* [Records for processing]
===
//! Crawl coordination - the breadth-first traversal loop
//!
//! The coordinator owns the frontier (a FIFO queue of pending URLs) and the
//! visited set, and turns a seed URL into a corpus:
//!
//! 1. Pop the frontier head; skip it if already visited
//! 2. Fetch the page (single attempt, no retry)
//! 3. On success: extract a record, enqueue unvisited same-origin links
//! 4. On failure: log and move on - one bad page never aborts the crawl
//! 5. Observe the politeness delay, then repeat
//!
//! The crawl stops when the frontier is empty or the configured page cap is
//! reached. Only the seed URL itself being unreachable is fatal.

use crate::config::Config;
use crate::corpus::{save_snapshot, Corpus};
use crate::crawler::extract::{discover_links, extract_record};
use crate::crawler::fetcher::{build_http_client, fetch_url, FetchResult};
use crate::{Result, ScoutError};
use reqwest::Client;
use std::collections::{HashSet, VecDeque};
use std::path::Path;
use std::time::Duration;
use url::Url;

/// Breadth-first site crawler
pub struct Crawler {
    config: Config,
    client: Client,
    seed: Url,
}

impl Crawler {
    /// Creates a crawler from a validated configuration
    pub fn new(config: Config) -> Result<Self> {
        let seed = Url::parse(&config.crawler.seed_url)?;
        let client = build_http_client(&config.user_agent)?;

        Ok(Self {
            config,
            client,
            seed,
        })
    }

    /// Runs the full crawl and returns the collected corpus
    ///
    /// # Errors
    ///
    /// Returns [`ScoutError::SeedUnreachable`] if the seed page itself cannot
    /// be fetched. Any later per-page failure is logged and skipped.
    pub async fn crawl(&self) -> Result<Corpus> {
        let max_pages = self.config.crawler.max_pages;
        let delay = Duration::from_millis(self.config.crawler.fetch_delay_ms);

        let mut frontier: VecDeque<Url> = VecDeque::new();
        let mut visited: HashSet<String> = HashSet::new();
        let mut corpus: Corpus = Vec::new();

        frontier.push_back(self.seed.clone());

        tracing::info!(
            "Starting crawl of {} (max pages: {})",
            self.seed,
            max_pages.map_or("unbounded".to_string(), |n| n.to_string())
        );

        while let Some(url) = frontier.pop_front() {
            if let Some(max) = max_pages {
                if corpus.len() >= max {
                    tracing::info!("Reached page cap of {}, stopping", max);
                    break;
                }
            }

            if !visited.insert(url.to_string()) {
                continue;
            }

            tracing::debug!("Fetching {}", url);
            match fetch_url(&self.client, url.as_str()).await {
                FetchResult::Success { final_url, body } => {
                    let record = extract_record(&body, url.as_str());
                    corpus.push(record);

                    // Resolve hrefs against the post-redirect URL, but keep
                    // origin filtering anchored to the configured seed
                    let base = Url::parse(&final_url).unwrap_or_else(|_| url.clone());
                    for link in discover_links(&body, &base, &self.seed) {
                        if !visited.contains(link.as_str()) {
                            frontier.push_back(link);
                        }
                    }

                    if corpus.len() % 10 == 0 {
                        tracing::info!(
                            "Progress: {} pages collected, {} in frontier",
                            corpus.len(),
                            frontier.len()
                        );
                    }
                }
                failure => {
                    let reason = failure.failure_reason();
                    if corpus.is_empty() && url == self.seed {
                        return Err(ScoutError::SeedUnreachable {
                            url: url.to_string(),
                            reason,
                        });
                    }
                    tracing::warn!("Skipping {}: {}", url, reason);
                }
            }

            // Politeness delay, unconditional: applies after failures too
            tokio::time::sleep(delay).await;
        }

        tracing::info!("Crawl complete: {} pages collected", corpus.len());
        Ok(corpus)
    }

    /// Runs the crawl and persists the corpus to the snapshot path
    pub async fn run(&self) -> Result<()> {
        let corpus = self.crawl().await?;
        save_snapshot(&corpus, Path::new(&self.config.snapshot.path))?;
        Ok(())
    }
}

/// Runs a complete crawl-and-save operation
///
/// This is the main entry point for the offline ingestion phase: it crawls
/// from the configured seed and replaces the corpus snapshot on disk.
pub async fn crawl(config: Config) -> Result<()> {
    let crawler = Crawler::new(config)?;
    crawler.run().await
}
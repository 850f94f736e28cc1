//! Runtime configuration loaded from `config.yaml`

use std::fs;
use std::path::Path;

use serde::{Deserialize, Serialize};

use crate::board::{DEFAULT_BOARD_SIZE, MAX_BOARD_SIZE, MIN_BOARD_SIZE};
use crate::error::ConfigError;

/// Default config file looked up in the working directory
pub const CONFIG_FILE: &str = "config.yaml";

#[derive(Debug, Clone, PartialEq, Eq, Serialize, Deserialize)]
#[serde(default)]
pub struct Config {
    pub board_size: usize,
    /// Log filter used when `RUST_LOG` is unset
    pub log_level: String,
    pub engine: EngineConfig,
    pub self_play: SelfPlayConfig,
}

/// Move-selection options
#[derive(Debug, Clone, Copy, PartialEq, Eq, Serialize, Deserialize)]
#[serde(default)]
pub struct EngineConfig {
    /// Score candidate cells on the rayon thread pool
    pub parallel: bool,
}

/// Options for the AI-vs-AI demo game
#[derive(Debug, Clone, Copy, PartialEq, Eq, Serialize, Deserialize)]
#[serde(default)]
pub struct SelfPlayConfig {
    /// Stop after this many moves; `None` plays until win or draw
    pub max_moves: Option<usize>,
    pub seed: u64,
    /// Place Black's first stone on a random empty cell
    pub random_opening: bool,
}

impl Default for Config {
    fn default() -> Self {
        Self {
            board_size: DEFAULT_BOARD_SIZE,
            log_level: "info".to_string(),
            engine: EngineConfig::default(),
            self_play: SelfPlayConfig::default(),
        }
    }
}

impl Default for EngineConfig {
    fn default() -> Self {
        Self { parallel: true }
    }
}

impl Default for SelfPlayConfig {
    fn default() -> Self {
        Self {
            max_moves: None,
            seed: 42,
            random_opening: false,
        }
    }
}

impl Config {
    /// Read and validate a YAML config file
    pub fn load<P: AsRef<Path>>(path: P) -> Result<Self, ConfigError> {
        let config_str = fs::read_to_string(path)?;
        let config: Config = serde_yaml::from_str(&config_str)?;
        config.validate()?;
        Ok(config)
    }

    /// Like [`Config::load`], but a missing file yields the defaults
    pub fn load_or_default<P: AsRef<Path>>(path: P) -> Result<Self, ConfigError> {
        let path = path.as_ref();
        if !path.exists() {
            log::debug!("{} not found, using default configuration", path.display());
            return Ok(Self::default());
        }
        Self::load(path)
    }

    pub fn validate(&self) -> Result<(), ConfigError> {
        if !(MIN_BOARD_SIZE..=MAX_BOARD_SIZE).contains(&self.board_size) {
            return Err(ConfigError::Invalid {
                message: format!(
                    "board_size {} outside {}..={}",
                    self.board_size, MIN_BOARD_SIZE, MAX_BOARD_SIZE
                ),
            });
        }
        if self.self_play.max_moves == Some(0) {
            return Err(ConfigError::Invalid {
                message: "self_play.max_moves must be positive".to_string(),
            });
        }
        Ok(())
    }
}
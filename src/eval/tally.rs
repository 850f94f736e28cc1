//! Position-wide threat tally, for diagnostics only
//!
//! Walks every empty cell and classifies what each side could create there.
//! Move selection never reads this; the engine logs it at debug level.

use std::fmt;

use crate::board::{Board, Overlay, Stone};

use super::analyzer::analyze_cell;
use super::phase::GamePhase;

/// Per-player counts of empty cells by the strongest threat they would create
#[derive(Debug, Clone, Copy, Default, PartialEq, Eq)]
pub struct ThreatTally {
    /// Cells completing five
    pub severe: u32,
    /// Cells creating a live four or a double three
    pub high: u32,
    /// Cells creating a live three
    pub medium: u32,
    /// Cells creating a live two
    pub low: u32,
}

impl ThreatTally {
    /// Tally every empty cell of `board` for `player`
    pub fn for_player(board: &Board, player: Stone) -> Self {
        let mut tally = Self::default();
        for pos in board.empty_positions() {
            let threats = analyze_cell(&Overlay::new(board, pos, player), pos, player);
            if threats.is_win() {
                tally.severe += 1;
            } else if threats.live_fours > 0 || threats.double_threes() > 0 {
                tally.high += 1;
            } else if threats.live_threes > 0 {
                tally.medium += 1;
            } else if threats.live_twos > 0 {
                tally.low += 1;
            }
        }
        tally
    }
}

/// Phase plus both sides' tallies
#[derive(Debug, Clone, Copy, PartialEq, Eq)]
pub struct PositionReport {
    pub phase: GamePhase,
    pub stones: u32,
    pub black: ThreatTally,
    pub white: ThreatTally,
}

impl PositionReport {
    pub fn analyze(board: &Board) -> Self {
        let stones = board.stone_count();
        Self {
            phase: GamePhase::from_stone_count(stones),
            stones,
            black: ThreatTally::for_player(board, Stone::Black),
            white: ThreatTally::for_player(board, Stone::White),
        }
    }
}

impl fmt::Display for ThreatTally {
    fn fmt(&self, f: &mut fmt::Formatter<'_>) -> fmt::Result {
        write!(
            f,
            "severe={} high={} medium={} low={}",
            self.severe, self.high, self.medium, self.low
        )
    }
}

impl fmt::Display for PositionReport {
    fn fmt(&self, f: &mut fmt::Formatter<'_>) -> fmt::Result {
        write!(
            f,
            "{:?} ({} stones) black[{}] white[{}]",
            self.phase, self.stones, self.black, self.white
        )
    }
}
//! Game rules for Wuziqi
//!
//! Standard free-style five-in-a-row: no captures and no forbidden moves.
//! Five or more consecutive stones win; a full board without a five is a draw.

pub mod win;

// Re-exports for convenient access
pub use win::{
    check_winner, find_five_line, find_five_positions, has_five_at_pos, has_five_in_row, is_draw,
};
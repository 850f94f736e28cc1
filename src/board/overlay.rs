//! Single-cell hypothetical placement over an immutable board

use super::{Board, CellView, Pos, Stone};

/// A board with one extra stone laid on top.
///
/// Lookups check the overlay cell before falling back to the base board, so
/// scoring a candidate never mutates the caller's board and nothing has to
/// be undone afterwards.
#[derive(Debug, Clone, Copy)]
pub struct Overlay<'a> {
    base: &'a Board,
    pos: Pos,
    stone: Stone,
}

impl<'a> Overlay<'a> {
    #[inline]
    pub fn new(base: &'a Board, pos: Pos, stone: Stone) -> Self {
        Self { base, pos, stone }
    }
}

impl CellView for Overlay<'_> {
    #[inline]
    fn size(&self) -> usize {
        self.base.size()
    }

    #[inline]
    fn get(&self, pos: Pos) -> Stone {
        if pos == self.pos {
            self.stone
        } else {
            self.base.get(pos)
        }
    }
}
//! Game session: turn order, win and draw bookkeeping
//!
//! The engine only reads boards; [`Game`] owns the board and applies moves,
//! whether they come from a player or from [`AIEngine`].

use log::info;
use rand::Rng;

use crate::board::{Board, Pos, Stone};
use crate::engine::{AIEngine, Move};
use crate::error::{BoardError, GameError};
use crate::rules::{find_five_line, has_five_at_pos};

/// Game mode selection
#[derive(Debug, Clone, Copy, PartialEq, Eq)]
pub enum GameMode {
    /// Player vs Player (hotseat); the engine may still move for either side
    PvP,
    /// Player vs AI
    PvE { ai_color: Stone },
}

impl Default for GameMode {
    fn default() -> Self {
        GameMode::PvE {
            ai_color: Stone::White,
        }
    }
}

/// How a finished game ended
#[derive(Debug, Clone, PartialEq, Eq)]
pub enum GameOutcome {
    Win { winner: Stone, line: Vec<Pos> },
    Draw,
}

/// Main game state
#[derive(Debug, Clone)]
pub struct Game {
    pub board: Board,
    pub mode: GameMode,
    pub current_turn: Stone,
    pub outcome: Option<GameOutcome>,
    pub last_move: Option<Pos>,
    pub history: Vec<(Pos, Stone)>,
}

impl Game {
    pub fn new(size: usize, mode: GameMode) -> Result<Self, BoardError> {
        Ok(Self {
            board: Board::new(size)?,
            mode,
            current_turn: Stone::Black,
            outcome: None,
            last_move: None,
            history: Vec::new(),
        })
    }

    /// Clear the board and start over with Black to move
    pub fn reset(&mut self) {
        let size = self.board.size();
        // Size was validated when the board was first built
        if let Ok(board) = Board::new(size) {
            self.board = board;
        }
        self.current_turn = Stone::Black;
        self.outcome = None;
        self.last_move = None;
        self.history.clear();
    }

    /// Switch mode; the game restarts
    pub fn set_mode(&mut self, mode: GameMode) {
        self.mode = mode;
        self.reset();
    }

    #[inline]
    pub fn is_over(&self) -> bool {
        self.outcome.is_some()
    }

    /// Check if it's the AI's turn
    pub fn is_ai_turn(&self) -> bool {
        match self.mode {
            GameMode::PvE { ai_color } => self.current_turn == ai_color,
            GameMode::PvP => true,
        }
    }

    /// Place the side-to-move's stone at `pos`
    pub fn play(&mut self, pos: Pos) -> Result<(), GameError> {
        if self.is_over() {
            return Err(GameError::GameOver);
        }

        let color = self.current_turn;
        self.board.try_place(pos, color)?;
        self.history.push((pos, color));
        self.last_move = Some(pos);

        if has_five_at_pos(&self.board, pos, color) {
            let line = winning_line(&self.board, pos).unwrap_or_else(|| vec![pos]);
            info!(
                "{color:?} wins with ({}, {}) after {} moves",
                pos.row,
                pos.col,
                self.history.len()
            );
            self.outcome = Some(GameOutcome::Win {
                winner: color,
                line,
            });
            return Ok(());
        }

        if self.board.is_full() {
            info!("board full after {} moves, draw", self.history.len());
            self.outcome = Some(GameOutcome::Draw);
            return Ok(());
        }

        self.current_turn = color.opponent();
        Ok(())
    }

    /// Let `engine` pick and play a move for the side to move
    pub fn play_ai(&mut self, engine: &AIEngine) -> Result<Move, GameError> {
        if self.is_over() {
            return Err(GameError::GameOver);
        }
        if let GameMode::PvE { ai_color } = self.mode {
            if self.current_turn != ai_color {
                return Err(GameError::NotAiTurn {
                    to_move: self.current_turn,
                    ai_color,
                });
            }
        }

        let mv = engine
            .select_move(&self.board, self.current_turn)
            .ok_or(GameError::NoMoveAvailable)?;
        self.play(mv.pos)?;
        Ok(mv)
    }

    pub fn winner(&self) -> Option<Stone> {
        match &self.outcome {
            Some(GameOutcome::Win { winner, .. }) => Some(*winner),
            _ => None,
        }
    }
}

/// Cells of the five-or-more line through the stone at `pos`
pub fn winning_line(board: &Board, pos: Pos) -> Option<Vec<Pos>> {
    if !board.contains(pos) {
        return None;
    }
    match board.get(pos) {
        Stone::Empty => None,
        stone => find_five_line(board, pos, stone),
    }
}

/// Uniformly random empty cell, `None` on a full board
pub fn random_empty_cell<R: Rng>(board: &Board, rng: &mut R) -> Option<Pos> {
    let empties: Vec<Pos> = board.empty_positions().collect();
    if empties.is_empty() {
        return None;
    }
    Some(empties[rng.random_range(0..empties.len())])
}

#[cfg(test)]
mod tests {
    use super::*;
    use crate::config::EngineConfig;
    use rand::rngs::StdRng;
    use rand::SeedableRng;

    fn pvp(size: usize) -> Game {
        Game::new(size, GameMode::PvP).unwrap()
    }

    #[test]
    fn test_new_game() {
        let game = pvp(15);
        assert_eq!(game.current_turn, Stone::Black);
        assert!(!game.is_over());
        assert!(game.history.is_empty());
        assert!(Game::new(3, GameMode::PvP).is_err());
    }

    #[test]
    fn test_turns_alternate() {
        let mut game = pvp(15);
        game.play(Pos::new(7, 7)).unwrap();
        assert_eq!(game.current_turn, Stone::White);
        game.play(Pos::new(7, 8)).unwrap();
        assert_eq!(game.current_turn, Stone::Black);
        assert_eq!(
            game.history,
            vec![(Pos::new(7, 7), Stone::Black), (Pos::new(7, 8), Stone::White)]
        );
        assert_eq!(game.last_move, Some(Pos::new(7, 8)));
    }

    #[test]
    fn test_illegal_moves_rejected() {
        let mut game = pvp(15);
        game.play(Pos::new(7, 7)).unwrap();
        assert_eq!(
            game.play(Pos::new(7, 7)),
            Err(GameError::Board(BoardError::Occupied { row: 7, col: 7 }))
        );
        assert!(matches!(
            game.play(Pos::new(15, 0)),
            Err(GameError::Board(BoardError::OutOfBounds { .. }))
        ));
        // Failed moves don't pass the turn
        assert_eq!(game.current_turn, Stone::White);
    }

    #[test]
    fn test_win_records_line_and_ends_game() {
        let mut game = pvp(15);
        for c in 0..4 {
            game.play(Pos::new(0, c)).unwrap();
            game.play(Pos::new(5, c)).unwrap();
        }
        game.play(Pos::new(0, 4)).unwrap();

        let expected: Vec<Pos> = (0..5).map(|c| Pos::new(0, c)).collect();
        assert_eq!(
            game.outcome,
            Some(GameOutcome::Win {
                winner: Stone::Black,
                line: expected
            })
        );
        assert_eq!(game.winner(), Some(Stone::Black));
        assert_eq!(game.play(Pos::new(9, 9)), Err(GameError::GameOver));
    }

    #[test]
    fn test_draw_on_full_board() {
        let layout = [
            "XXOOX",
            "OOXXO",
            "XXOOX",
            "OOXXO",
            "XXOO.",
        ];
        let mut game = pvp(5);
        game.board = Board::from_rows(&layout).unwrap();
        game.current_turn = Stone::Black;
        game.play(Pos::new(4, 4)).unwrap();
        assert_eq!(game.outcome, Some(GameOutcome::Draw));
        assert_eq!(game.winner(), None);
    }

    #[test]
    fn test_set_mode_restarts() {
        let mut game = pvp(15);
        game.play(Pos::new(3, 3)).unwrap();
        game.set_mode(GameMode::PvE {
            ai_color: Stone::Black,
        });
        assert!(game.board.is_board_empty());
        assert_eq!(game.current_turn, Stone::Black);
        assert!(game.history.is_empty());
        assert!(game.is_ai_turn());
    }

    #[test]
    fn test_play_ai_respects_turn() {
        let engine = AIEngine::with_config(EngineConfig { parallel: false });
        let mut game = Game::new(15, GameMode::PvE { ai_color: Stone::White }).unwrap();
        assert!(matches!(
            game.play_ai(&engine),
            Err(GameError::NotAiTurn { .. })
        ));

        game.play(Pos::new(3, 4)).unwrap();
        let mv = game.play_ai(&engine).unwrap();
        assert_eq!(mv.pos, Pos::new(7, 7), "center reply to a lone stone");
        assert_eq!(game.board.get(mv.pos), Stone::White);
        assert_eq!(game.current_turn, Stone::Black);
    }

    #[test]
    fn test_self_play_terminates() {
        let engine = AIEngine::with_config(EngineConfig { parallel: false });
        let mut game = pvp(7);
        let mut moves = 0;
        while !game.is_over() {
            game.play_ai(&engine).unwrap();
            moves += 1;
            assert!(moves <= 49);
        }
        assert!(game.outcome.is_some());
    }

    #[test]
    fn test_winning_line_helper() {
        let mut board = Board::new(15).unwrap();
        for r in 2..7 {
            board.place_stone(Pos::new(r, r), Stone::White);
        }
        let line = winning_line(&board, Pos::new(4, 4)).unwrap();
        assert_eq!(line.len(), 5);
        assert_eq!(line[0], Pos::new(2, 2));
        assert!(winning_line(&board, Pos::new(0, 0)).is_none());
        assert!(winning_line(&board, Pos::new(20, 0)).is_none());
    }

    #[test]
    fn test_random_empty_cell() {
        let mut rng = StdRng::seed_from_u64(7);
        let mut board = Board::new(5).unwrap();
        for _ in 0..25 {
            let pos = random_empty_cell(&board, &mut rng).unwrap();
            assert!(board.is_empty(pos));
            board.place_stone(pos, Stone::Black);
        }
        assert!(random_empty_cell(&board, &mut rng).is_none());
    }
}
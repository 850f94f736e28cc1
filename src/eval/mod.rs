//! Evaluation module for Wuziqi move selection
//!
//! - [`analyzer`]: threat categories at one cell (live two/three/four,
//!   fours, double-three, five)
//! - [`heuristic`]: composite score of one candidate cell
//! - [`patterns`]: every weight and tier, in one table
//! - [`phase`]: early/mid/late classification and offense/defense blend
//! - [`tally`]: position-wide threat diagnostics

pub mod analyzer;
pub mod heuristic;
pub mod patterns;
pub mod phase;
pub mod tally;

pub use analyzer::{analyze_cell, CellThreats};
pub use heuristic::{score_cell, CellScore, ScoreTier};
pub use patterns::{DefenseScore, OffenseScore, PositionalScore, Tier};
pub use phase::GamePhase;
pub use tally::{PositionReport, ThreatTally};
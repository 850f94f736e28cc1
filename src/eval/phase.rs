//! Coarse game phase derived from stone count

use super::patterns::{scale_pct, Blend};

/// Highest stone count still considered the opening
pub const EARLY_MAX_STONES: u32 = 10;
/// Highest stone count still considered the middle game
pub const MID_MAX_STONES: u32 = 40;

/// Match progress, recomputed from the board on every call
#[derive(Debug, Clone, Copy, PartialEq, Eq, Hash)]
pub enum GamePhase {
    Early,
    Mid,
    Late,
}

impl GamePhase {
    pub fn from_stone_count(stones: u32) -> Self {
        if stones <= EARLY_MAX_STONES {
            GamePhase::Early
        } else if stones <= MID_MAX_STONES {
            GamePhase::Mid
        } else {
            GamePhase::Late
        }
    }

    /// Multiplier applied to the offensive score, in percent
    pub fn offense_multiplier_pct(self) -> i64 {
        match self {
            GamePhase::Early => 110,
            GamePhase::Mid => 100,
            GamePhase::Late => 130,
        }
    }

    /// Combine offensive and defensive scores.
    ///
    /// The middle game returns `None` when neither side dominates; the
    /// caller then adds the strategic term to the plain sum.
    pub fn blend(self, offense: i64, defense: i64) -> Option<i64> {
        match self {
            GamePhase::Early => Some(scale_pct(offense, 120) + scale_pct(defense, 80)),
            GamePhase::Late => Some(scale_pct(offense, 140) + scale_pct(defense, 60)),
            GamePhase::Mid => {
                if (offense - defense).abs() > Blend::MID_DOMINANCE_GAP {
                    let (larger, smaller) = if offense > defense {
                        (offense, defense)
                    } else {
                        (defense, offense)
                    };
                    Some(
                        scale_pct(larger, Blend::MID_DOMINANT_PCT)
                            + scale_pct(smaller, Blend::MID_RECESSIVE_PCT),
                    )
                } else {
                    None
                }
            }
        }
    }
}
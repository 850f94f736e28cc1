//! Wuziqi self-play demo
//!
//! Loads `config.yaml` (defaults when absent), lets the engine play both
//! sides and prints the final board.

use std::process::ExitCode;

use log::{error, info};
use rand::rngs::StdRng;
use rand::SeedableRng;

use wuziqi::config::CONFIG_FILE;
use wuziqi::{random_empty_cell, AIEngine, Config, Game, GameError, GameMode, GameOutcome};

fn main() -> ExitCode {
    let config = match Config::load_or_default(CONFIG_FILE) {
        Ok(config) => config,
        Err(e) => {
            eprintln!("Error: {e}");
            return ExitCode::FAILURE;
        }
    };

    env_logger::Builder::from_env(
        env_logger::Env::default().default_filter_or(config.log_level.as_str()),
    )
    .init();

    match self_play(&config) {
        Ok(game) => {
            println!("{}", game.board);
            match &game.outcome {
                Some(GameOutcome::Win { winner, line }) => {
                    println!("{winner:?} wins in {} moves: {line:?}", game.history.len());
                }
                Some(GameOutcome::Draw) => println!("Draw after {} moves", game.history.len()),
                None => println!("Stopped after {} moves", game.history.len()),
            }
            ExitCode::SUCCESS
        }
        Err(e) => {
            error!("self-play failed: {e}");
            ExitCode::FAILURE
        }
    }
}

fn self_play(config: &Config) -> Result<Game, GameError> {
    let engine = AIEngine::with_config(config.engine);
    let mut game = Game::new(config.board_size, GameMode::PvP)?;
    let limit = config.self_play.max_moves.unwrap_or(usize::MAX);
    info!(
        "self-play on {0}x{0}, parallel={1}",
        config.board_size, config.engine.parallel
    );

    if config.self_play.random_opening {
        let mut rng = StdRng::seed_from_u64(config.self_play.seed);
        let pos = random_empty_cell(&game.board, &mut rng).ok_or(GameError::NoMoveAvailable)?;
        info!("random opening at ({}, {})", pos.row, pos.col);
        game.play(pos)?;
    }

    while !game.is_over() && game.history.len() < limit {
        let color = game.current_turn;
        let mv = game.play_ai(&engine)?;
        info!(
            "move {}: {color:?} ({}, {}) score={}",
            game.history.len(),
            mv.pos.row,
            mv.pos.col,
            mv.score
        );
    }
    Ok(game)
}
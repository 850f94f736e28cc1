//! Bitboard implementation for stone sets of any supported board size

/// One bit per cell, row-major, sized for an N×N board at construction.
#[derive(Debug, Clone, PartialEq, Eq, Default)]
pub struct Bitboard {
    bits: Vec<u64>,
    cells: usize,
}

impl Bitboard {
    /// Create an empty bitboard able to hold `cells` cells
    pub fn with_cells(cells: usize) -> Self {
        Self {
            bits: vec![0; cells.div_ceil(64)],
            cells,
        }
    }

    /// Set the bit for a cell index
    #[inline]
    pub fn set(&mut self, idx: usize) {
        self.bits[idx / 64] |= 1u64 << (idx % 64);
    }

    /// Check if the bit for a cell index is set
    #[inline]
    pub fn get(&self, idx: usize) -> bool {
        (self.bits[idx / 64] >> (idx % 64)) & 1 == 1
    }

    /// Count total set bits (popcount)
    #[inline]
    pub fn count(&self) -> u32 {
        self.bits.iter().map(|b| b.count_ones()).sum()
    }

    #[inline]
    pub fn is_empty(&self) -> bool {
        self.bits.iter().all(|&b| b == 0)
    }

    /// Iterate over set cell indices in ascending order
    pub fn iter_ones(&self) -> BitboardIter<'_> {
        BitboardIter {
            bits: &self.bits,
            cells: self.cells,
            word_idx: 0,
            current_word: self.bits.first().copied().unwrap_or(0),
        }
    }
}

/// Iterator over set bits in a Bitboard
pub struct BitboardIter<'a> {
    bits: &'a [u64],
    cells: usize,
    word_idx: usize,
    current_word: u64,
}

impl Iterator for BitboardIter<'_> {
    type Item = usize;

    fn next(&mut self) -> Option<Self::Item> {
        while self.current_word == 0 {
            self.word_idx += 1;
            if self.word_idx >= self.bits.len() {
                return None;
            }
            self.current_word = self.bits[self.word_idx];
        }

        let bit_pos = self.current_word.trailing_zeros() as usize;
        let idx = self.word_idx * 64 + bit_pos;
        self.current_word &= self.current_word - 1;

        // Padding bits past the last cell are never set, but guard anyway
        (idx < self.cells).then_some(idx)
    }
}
===
Set down, from the entries above, exactly the lines from the one with "assert!(game.board.is_board_empty());" up to and including the one with "let mv = game.play_ai(&engine).unwrap();", and no other lines.

* [Output of the task]
        assert!(game.board.is_board_empty());
        assert_eq!(game.current_turn, Stone::Black);
        assert!(game.history.is_empty());
        assert!(game.is_ai_turn());
    }

    #[test]
    fn test_play_ai_respects_turn() {
        let engine = AIEngine::with_config(EngineConfig { parallel: false });
        let mut game = Game::new(15, GameMode::PvE { ai_color: Stone::White }).unwrap();
        assert!(matches!(
            game.play_ai(&engine),
            Err(GameError::NotAiTurn { .. })
        ));

        game.play(Pos::new(3, 4)).unwrap();
        let mv = game.play_ai(&engine).unwrap();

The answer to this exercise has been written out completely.